Nowadays, most people have Fillings in order to maintain a good chewing habit, which is necessary for a well-balanced diet or, if it’s because they are self- conscious about their smile, then we can choose a natural looking alternative, which is a tooth-coloured restoration.

You need fillings when decay causes cavities, or holes in your teeth. Many patients don't realise they need fillings, which is another reason why getting a regular check-up is important.

Most people prefer tooth-coloured fillings because they look more natural and other people can’t see them when you laugh. Composite fillings are usually called "white fillings" but we actually use a range of different shades to match the natural colour of your teeth.

White fillings

White fillings are used in the front or the rear of the mouth.

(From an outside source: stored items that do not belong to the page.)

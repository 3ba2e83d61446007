//! Condition → product target tags lookup.

use std::collections::HashMap;
use std::sync::LazyLock;

use aurora_catalog::TagSet;

use crate::condition::Condition;

/// Tags used for conditions without a dedicated row.
pub const DEFAULT_TARGETS: &[&str] = &["DullSkin", "UnevenSkinTone"];

const CONDITION_TARGETS: &[(Condition, &[&str])] = &[
    (
        Condition::Acne,
        &["BreakoutsAndBlemishes", "EnlargedPores", "ExcessOil", "BlackHeads"],
    ),
    (Condition::Eczema, &["Redness", "Irritation", "DrySkin", "SensitiveSkin"]),
    (Condition::Rosacea, &["Redness", "Irritation", "SensitiveSkin"]),
    (Condition::OilySkin, &["SebumControl", "EnlargedPores", "ExcessOil"]),
    // "Hyderating" is a spelling found in existing catalog data.
    (
        Condition::DrySkin,
        &["DrySkin", "Moisturising", "Hydrating", "Hyderating"],
    ),
    (Condition::Normal, &["DullSkin", "UnevenSkinTone"]),
    (Condition::NonWrinkledSkin, &["AntiAging", "FineLines", "Wrinkles"]),
];

static TABLE: LazyLock<HashMap<Condition, TagSet>> = LazyLock::new(|| {
    CONDITION_TARGETS
        .iter()
        .map(|(condition, labels)| (*condition, TagSet::from_labels(labels.iter().copied())))
        .collect()
});

static DEFAULT: LazyLock<TagSet> = LazyLock::new(|| TagSet::from_labels(DEFAULT_TARGETS.iter().copied()));

/// Product target tags relevant to `condition`.
pub fn relevant_tags(condition: Condition) -> &'static TagSet {
    TABLE.get(&condition).unwrap_or(&*DEFAULT)
}

#[cfg(test)]
mod tests {
    use super::*;
    use aurora_catalog::Tag;

    #[test]
    fn acne_maps_to_breakout_tags() {
        let tags = relevant_tags(Condition::Acne);
        assert_eq!(tags.len(), 4);
        assert!(tags.contains(&Tag::parse("Breakouts & blemishes").unwrap()));
        assert!(tags.contains(&Tag::parse("Black Heads").unwrap()));
    }

    #[test]
    fn dry_skin_accepts_both_hydrating_spellings() {
        let tags = relevant_tags(Condition::DrySkin);
        assert!(tags.intersects(&TagSet::parse_list("Hydrating")));
        assert!(tags.intersects(&TagSet::parse_list("Hyderating")));
        assert!(!tags.intersects(&TagSet::parse_list("Sun protection")));
    }

    #[test]
    fn unmapped_conditions_fall_back_to_default() {
        let default = TagSet::from_labels(DEFAULT_TARGETS.iter().copied());
        for c in [Condition::Carcinoma, Condition::Keratosis, Condition::Milia] {
            assert_eq!(relevant_tags(c), &default, "{c}");
        }
    }

    #[test]
    fn every_condition_has_tags() {
        for c in Condition::ALL {
            assert!(!relevant_tags(c).is_empty(), "{c}");
        }
    }
}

They are the ideal, natural looking way, to bring back strength & functionality to your damaged teeth. We can build up cracked or chipped teeth with white fillings, to restore each tooth to its natural appearance or, it can be used to close gaps, reshape uneven or short teeth.

Fillings offer a quick and affordable way to correct a variety of dental problems, however we generally recommend that fillings of any kind are replaced only when it is clinically necessary.

Depending on its position in the mouth, its volume and functional load – a minimum of 5-7 years is expected from any filling. Sometimes when the existing fillings are very large, composite fillings may not be an option, instead a porcelain inlay or even a crown may be required.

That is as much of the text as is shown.